* Work item
Find "assert!(Stage::Assessed.can_advance_to(Stage::Completed));" and "tracker.advance(Stage::Authenticated);" in the records below. Copy the lines holding them and every line between, exactly, and no others.
────────────────────────────────────────
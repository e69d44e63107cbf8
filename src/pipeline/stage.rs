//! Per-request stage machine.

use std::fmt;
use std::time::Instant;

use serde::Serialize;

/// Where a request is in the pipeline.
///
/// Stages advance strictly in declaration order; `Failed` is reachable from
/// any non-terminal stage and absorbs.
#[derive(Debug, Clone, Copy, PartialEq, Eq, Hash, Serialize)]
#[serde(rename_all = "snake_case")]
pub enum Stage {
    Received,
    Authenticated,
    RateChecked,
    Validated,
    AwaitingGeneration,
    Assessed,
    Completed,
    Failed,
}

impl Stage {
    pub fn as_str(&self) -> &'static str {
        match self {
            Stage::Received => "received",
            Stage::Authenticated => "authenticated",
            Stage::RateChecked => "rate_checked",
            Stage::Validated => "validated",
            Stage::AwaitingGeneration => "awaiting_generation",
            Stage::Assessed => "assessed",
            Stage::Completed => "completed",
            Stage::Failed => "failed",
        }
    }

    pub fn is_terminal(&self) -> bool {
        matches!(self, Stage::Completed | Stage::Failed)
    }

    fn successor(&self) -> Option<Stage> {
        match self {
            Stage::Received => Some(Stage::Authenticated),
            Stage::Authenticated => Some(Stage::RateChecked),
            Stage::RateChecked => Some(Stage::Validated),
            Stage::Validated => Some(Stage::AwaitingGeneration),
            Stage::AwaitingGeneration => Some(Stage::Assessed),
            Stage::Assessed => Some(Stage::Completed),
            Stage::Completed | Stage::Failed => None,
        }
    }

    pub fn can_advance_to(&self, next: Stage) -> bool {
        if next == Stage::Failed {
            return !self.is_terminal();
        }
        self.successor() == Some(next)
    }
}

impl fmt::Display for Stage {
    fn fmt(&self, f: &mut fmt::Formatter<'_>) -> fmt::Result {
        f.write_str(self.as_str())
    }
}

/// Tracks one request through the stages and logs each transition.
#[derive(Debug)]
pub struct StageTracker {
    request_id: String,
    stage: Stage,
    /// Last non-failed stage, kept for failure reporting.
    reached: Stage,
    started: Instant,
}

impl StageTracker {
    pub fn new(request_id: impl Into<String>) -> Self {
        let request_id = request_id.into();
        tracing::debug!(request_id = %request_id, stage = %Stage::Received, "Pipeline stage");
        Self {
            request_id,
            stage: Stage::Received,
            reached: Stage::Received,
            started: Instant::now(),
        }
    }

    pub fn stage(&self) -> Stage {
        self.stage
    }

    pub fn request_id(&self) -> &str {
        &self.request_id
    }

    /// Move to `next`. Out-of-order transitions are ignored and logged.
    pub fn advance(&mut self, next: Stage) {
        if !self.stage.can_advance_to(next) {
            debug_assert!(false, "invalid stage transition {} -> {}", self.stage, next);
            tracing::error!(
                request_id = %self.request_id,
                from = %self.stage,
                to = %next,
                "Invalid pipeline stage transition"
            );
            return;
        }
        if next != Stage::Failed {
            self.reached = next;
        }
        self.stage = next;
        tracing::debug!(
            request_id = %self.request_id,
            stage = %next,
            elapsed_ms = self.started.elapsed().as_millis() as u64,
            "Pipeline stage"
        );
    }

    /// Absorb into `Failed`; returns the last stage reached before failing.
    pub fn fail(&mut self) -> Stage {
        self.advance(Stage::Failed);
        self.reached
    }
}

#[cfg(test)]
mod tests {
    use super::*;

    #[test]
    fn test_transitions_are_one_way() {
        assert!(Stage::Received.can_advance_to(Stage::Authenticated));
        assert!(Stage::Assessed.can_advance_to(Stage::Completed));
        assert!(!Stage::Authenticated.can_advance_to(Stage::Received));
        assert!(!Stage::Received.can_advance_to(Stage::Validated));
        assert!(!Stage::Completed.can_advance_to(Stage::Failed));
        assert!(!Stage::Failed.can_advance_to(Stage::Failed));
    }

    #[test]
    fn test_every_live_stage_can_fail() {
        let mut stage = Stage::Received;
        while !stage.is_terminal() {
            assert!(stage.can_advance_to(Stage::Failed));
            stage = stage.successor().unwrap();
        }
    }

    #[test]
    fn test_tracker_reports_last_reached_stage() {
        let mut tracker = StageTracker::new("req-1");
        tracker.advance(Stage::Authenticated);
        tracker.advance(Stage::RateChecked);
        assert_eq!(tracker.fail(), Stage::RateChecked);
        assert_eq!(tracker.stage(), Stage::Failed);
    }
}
────────────────────────────────────────
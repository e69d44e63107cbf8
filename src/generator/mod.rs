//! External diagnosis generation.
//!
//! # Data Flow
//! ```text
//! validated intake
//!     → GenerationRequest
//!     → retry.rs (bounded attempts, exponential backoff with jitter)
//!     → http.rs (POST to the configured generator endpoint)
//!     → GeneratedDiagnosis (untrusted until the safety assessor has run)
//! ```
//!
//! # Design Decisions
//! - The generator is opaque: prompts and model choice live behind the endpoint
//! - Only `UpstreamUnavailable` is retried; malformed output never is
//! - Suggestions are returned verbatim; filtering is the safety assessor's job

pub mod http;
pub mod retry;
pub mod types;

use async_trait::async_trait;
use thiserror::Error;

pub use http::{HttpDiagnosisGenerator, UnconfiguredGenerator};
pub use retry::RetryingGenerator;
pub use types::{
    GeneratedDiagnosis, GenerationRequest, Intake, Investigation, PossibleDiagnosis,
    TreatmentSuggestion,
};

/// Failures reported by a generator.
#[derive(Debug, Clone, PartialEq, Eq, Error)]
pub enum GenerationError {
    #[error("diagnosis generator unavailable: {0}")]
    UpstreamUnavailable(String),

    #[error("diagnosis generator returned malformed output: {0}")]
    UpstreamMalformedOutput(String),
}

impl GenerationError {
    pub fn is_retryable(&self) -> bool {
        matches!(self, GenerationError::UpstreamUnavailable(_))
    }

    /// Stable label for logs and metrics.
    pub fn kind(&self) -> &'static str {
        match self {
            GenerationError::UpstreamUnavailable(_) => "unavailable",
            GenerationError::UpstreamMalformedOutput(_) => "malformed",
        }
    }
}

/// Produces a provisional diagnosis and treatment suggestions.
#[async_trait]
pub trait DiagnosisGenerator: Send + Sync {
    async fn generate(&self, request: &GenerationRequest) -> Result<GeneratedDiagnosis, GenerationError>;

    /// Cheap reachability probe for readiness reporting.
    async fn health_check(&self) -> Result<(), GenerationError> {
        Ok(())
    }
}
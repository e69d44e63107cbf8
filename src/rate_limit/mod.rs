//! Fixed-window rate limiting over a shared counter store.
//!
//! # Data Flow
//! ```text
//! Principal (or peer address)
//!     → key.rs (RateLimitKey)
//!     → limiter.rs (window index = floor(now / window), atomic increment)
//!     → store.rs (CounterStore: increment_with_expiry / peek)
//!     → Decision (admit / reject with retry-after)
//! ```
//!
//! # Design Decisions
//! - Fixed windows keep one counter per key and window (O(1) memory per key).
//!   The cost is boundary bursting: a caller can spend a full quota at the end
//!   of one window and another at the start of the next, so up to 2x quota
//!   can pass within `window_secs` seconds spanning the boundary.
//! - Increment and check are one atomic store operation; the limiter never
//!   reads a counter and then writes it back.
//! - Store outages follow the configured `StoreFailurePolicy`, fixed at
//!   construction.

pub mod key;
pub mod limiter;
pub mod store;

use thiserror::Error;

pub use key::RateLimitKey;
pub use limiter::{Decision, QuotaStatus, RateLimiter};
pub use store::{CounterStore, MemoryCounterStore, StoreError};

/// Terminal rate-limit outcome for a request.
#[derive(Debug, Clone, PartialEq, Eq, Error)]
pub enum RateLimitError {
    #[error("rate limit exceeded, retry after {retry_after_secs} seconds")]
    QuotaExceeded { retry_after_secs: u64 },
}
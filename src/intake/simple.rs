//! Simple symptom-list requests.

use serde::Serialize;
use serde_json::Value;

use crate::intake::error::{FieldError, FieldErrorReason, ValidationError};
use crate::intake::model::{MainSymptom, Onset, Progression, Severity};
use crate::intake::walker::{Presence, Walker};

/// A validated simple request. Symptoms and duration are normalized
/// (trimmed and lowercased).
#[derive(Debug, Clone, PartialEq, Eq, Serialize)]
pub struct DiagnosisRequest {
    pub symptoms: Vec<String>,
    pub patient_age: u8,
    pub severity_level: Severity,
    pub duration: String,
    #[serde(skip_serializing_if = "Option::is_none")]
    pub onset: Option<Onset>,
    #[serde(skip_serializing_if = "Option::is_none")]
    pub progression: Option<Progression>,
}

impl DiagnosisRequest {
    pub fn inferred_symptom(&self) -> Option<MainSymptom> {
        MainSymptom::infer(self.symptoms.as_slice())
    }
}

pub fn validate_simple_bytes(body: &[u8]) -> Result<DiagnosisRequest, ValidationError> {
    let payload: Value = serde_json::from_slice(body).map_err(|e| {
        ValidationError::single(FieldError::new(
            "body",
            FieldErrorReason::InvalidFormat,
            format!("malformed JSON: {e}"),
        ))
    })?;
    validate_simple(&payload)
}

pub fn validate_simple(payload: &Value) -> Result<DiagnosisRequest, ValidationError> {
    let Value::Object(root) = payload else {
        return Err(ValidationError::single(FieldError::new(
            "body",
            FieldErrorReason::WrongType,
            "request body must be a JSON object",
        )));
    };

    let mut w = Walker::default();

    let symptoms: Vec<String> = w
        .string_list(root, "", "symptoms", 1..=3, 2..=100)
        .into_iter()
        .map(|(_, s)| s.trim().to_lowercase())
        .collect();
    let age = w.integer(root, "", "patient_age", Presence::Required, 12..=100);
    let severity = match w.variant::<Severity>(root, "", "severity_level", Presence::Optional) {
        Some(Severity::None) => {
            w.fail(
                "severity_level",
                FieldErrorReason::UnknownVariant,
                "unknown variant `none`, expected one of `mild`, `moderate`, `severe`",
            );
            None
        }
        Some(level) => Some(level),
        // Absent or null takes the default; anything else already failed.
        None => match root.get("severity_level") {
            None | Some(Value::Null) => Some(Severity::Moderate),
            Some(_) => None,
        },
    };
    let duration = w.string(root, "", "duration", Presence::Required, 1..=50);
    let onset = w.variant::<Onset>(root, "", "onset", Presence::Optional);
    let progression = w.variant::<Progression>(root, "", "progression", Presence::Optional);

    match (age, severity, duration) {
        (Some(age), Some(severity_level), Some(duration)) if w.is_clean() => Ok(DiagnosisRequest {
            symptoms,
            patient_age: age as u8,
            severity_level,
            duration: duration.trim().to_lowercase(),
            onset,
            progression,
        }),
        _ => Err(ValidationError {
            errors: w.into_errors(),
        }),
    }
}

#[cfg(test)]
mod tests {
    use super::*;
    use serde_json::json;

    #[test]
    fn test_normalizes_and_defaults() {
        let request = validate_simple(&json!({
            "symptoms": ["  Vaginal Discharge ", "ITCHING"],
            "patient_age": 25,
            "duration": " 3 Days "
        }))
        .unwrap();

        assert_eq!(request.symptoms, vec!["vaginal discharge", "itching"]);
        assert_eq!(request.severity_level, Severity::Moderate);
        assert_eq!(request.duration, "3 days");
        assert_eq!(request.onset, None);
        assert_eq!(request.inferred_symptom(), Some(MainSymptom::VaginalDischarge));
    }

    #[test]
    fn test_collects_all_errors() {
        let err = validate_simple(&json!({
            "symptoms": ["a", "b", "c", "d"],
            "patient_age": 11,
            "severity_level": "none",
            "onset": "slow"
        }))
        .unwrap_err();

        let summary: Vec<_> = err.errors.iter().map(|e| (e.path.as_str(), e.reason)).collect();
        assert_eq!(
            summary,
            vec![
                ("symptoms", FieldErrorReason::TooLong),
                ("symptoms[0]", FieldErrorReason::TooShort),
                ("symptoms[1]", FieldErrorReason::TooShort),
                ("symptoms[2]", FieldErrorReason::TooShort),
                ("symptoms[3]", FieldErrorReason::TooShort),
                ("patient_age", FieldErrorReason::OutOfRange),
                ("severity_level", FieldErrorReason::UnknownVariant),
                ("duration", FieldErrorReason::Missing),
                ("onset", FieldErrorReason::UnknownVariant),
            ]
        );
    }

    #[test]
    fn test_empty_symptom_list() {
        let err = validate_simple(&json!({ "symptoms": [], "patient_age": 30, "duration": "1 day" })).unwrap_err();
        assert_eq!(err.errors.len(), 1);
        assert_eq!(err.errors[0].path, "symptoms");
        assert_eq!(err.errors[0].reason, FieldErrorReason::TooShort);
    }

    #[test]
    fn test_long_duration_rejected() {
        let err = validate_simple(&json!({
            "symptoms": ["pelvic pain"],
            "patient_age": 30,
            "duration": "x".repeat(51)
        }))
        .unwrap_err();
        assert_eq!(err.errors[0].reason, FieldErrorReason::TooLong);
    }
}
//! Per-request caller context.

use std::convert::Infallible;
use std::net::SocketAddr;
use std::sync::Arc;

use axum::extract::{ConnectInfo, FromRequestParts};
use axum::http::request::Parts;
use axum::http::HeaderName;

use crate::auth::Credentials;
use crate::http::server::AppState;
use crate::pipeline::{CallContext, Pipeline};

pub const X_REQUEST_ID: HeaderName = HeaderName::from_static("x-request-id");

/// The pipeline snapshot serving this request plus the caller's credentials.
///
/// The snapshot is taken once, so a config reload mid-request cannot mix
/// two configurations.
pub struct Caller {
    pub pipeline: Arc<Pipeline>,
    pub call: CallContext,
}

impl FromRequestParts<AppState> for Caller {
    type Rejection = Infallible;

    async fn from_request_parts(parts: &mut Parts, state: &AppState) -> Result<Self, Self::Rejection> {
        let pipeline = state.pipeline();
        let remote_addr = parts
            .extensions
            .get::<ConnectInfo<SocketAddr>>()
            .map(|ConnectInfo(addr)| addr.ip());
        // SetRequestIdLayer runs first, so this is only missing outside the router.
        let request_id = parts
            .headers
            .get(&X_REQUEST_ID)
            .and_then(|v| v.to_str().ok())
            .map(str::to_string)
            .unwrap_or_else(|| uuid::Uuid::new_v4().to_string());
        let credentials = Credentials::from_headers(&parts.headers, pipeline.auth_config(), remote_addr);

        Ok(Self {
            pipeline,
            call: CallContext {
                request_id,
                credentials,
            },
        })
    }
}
────────────────────────────────────────
* Reply
        assert!(Stage::Assessed.can_advance_to(Stage::Completed));
        assert!(!Stage::Authenticated.can_advance_to(Stage::Received));
        assert!(!Stage::Received.can_advance_to(Stage::Validated));
        assert!(!Stage::Completed.can_advance_to(Stage::Failed));
        assert!(!Stage::Failed.can_advance_to(Stage::Failed));
    }

    #[test]
    fn test_every_live_stage_can_fail() {
        let mut stage = Stage::Received;
        while !stage.is_terminal() {
            assert!(stage.can_advance_to(Stage::Failed));
            stage = stage.successor().unwrap();
        }
    }

    #[test]
    fn test_tracker_reports_last_reached_stage() {
        let mut tracker = StageTracker::new("req-1");
        tracker.advance(Stage::Authenticated);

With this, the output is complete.